Morgan the astronaut towered 16 feet above Campus Drive as the Cal Poly Universities’ Rose Float began its slow journey to Pasadena on Thursday night. The 29-mile trek to the Rosemont Pavilion took just under six hours.
During Design Week, Dec. 15-22, 60 students from the Cal Poly Pomona and Cal Poly San Luis Obispo Rose Float teams work 12-15 hour days completing the elements of the float, welding, covering them with window screen (“screening”), painting and cocooning. But the process of design and construction began in February.
This year’s float, “Far Out Frequencies” began with a concept contest tied to the parade theme “The Melody of Life.” Inspired by Carlos Aceytuno’s winning design, this year’s float features astronauts Morgan and Sally joining six aliens to form an impromptu band and communicate with music.
In January, the Rose Float teams begin tearing apart the past year’s float. The blue frame chassis, including the brakes, steering and engines are kept untouched. The halves are separated, and the back returns to San Luis Obispo.

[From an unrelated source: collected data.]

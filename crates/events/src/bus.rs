//! Event bus abstraction for UI-facing event emission.
//!
//! The tray, overlay and settings surfaces consume JSON payloads by topic.
//! The bus keeps the orchestration core free of any UI toolkit so it can run
//! headless and be tested without one.

use serde::de::DeserializeOwned;
use serde::Serialize;
use std::sync::{Arc, Mutex};

/// Trait for emitting events to UI subscribers.
pub trait EventBus: Send + Sync {
    /// Emit an event with a JSON payload.
    ///
    /// # Arguments
    /// * `topic` - Event name/topic (e.g., "mode:changed")
    /// * `payload` - JSON payload to emit
    fn emit(&self, topic: &str, payload: serde_json::Value);
}

/// Type alias for shared event bus reference.
pub type EventBusRef = Arc<dyn EventBus>;

/// Serialize `event` and emit it on `topic`.
///
/// Serialization failures are logged and the event is dropped.
pub fn emit_event<T: Serialize>(bus: &dyn EventBus, topic: &str, event: &T) {
    match serde_json::to_value(event) {
        Ok(payload) => bus.emit(topic, payload),
        Err(e) => tracing::warn!(topic, error = %e, "Failed to serialize event payload"),
    }
}

/// A captured `(topic, payload)` pair.
#[derive(Debug, Clone)]
pub struct EmittedEvent {
    pub topic: String,
    pub payload: serde_json::Value,
}

/// Bus that records every emission, for tests and diagnostics dumps.
#[derive(Default)]
pub struct InMemoryEventBus {
    events: Mutex<Vec<EmittedEvent>>,
}

impl InMemoryEventBus {
    pub fn new() -> Self {
        Self::default()
    }

    pub fn events(&self) -> Vec<EmittedEvent> {
        self.events.lock().expect("event bus mutex poisoned").clone()
    }

    /// Events captured for a specific topic, oldest first.
    pub fn events_for(&self, topic: &str) -> Vec<EmittedEvent> {
        self.events
            .lock()
            .expect("event bus mutex poisoned")
            .iter()
            .filter(|e| e.topic == topic)
            .cloned()
            .collect()
    }

    /// Payloads on `topic` decoded back into their typed form.
    ///
    /// Payloads that do not decode as `T` are skipped.
    pub fn decoded<T: DeserializeOwned>(&self, topic: &str) -> Vec<T> {
        self.events_for(topic)
            .into_iter()
            .filter_map(|e| serde_json::from_value(e.payload).ok())
            .collect()
    }

    /// Distinct topics in first-emitted order.
    pub fn topics(&self) -> Vec<String> {
        let events = self.events.lock().expect("event bus mutex poisoned");
        let mut topics: Vec<String> = Vec::new();
        for event in events.iter() {
            if !topics.contains(&event.topic) {
                topics.push(event.topic.clone());
            }
        }
        topics
    }

    pub fn clear(&self) {
        self.events.lock().expect("event bus mutex poisoned").clear();
    }
}

impl EventBus for InMemoryEventBus {
    fn emit(&self, topic: &str, payload: serde_json::Value) {
        self.events
            .lock()
            .expect("event bus mutex poisoned")
            .push(EmittedEvent {
                topic: topic.to_string(),
                payload,
            });
    }
}
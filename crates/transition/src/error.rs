use switchyard_mode::Mode;

/// Failure reported by a mode handler.
#[derive(Debug, Clone, PartialEq, Eq, thiserror::Error)]
pub enum HandlerError {
    #[error("no handler registered for {0}")]
    NotRegistered(Mode),

    #[error("{mode} handler failed: {message}")]
    Failed { mode: Mode, message: String },

    #[error("handler panicked: {0}")]
    Panicked(String),
}

impl HandlerError {
    pub fn failed(mode: Mode, message: impl Into<String>) -> Self {
        Self::Failed {
            mode,
            message: message.into(),
        }
    }
}

/// Why the transition slot could not be taken.
#[derive(Debug, Clone, Copy, PartialEq, Eq, thiserror::Error)]
pub enum AcquireError {
    #[error("transition slot still held after {waited_ms}ms")]
    TimedOut { waited_ms: u64 },

    #[error("transition guard is closed")]
    Closed,
}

Through spring, the combined design team is leading the brainstorming process to reach a final design, deciding on the float’s music, how many and what type of elements they need to tell the story, and what types of animation and movement they want.
As the design gets closer to being finalized, construction “begins to brainstorm mech ideas,” said Chris Maciosek, the Pomona construction chair and a senior majoring in majoring in mechanical engineering.
“We start to think about what can we move on this float that will add to the aesthetic and add to the story. It has to make sense, and it has to look cool. Obviously it has to work. Sometimes it’s our job to tell design or to tell deco [team], ‘No this is not physically or practically possible.’ We have to do something else.”
“We call the construction team ‘the place where dreams die,’” laughs Naythan Muro, the Pomona design chair and a junior majoring in civil engineering.
They agree that building the float is a really close collaboration between the design and construction teams.
Once the design was finalized in June, the construction teams began building the structures to support the giant astronauts and the base support structure, as well as the mechanical, electrical, hydraulic, and pneumatic and animation systems, “basically everything you can’t see,” said Maciosek.
In October, the students from San Luis Obispo drove their half of the float back to down to Pomona where they were reattached. The heavy metal arch that was constructed on the ground was lifted onto the float base and pod’s base becomes a unified whole.
Meanwhile, the design team has been at work researching and creating the various elements, from astronauts Morgan and Sally to their alien band mates. To create the forms, team members welded almost 50,000 feet of pencil steel.
The alien Ketchup plays air guitar. Annie plays the saxophone. Lucy is sitting on Sally’s shoulder, while Mufasa and Scarlett play with the accordion. Tuba Head rides on the very back of the float.
As materials are added to the different elements, through Design and Deco Weeks, drastically increasing weight loads, the construction team will continue to test the various float mechanisms up to parade day to ensure they are working optimally.
Before the float left the Pomona campus, all of the elements were covered in widow screen which will hold the cocooning material, similar to a light foam layer. Now that the float is in Pasadena, between 1,000 and 1,200 volunteers will join the Rose Float team to apply thousands of pounds of dry and fresh material to the bring the story of harmony through music to life in vivid color.
“Far Out Frequencies” will be the fifth Cal Poly Universities’ float that Maciosek has worked on and the third for Muro. For both their interest in building and engineering began early and with legos.
“Working on Rose Float, I really learned design,” said Muro. “I learned what design you can build and more importantly, what you can’t. I learned how to be an engineer from beginning to end. I also learned to manage a team, to communicate more effectively, and to work with team members as executives. The entire team is 60 people and we come from all different majors and backgrounds.”
For Maciosek each float has been a different experience. “This is an environment where it’s not possible not to learn. I’ve learned to operate and maintain all of the machinery, how to weld and how to manage a team,” he said. “I wouldn’t be where I am now without the people on past teams sharing everything they know.”
In the wee hours of Jan. 1, four members of the construction team will climb inside the float and maneuver it into parade position. As Pomona’s construction chair, Maciosek will be this year’s driver. Prior to piloting “Far Out Frequencies,” the biggest vehicle he has driven was a small U-Haul truck. Joining him inside will be Dexter Yanagisawa, SLO’s construction chair who will serve as observer; Ben Robinson, the drive engine operator from SLO; and Michael Cain, the animation operation who is also from SLO.